# Writting music?



## Ashkay Snowhunter (Feb 23, 2016)

What type of music do you like to listen to when you write? For me it depends on the current tone of what I'm writing.

If it's a more horror tone, I generally listen to the Dead Space or Metro OSTs.











And for a more action/general sci-fi tone I'll usually play the Halo or Mass Effect OSTs.










I find these game OSTs are all I need for my science fiction writing and they have worked pretty well so far.

What type of stories do you usually write? And what type of music do you find helpful/inspiring?​


----------



## Fopfox (Mar 17, 2016)

Metro is handy, especially the menu theme for the original game. Some of Stalker's music too is good when you're writing melancholy.

The one song that I've used the most and can be used rather generally is Grace's theme from Planescape:






Something about it just works really well to get your mind working.


----------



## Notkastar (Mar 17, 2016)

Would have to be ether the song that's taken over my life recently:




I can't stop listen to this (>@_@)>[Fang's Theme]
I just work with everything!

Or something from my "Times of the Day" playlists:

Music for Day
(Something energetic)

Music for Studying
(Something to play in the background)

Music for Night
(Something soothing)

(￣▽￣)ノ Also got a playlist for Battling in Video Games
and for when I Exercise ever other day.


----------



## Scar_Travis (Apr 24, 2016)

Honestly, for me it's none. When I feel creative and want to express my own ideas and style, listening to another person's art tends to make me sort of mimic them without trying to. And I don't want that, I want to give people who I really am and not just a crappy copy of something they already have


----------



## Luku_Zuku (Apr 25, 2016)

Whenever I'm writing, no matter the genre or mood, generally I'll put on some sort of rock album. Mainly Fall out boy, Sum41 or All Time Low...


----------



## reptile logic (Apr 25, 2016)

When I'm creating, silence is required, as well as little or no other activity in my space. Any outside stimulus interferes with my thought processes. During editing, music is good as long as it is kept low. I also prefer instrumental only; as lyrics tend to feel to me like someone is talking over my shoulder.


----------



## Ashkay Snowhunter (Jul 28, 2016)

Luku_Zuku said:


> Whenever I'm writing, no matter the genre or mood, generally I'll put on some sort of rock album. Mainly Fall out boy, Sum41 or All Time Low...
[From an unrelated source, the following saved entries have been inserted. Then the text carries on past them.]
// src/fsutil/mod.rs

//! Filesystem safety utilities: path validation and exclude-pattern
//! matching. Every path taken from a manifest or user input goes through
//! these before any filesystem call.

pub mod exclude;
pub mod path;

pub use exclude::{ExcludeMatcher, ExcludePattern};
pub use path::{safe_join, validate_rel_path};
I've been doing this a lot more often lately. Usually Starset or Rise Against.


----------



## Tetrachroma (Jul 28, 2016)

I've only done one piece of digital art in my entire life, and only a handful of traditional sketches. The music I most often listen to is Waterflame, though it doesn't exactly match what I create.


Ashkay Snowhunter said:


> Usually Starset or Rise Against.


Hell yes. Rise Against is one of my favorite bands!


----------



## Ashkay Snowhunter (Jul 28, 2016)

Tetrachroma said:


> I've only done one piece of digital art in my entire life, and only a handful of traditional sketches. The music I most often listen to is Waterflame, though it doesn't exactly match what I create.
> 
> Hell yes. Rise Against is one of my favorite bands!
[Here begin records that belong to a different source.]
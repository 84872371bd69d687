// src/install/backup.rs

//! Exclude-aware backup staging for update steps.
//!
//! Before a manifest is applied, the managed files of the install root are
//! copied into a per-step backup directory. Excluded (permanent/user)
//! paths are never copied: they are never touched by an update, so they
//! must not be touched by a restore either. This bounds backup size and
//! guarantees user data survives both directions.

use crate::error::Result;
use crate::fsutil::ExcludeMatcher;
use crate::release::Manifest;
use std::fs;
use std::path::Path;
use tracing::{debug, info, warn};
use walkdir::WalkDir;

/// Copy the managed files of `root` into `backup_dir`, skipping excluded
/// paths. Returns the number of files backed up.
pub fn create_backup(root: &Path, backup_dir: &Path, excludes: &ExcludeMatcher) -> Result<usize> {
    fs::create_dir_all(backup_dir)?;
    let mut count = 0usize;

    for entry in WalkDir::new(root).min_depth(1) {
        let entry = entry.map_err(|e| std::io::Error::other(e))?;
        let rel = entry
            .path()
            .strip_prefix(root)
            .map_err(std::io::Error::other)?;
        let rel_str = rel.to_string_lossy().replace('\\', "/");

        if excludes.is_excluded(&rel_str) {
            debug!(path = %rel_str, "skipping excluded path in backup");
            continue;
        }

        let dest = backup_dir.join(rel);
        if entry.file_type().is_dir() {
            fs::create_dir_all(&dest)?;
        } else if entry.file_type().is_file() {
            if let Some(parent) = dest.parent() {
                fs::create_dir_all(parent)?;
            }
            fs::copy(entry.path(), &dest)?;
            count += 1;
        }
        // Symlinks and special files are not part of a managed codebase;
        // leave them alone.
    }

    info!(
        root = %root.display(),
        backup = %backup_dir.display(),
        files = count,
        "created backup staging"
    );
    Ok(count)
}

/// Restore the install root's managed files from a step backup.
///
/// Files the failed manifest added that have no backup counterpart are
/// removed first, then every backed-up file is copied back. Excluded
/// paths never appear in the backup, so user data is untouched.
pub fn restore_backup(
    root: &Path,
    backup_dir: &Path,
    failed_manifest: &Manifest,
    excludes: &ExcludeMatcher,
) -> Result<usize> {
    // Remove newly added files with no pre-step counterpart.
    for rel_path in &failed_manifest.files_add {
        if excludes.is_excluded(rel_path) {
            continue;
        }
        let backup_path = backup_dir.join(rel_path);
        if backup_path.exists() {
            continue;
        }
        let target = root.join(rel_path);
        if target.exists() {
            if let Err(e) = fs::remove_file(&target) {
                warn!(path = %rel_path, error = %e, "failed to remove added file during restore");
            }
        }
    }

    // Copy every backed-up file back over the install root.
    let mut count = 0usize;
    for entry in WalkDir::new(backup_dir).min_depth(1) {
        let entry = entry.map_err(|e| std::io::Error::other(e))?;
        if !entry.file_type().is_file() {
            continue;
        }
        let rel = entry
            .path()
            .strip_prefix(backup_dir)
            .map_err(std::io::Error::other)?;
        let dest = root.join(rel);
        if let Some(parent) = dest.parent() {
            fs::create_dir_all(parent)?;
        }
        fs::copy(entry.path(), &dest)?;
        count += 1;
    }

    info!(
        root = %root.display(),
        files = count,
        "restored managed files from backup staging"
    );
    Ok(count)
}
Awesome. They're one my favorites too. My favorite song by them is Savior, what's yours?


----------



## Tetrachroma (Jul 28, 2016)

Ashkay Snowhunter said:


> Awesome. They're one my favorites too. My favorite song by them is Savior, what's yours?


Hmm... Tough choice, and I suck at deciding on things. I guess either Endgame, The Great Die-Off, Zero Visibility, or Chamber the Cartridge.


----------



## Ashkay Snowhunter (Jul 28, 2016)

Tetrachroma said:


> Hmm... Tough choice, and I suck at deciding on things. I guess either Endgame, The Great Die-Off, Zero Visibility, or Chamber the Cartridge.


Those are all pretty good.


----------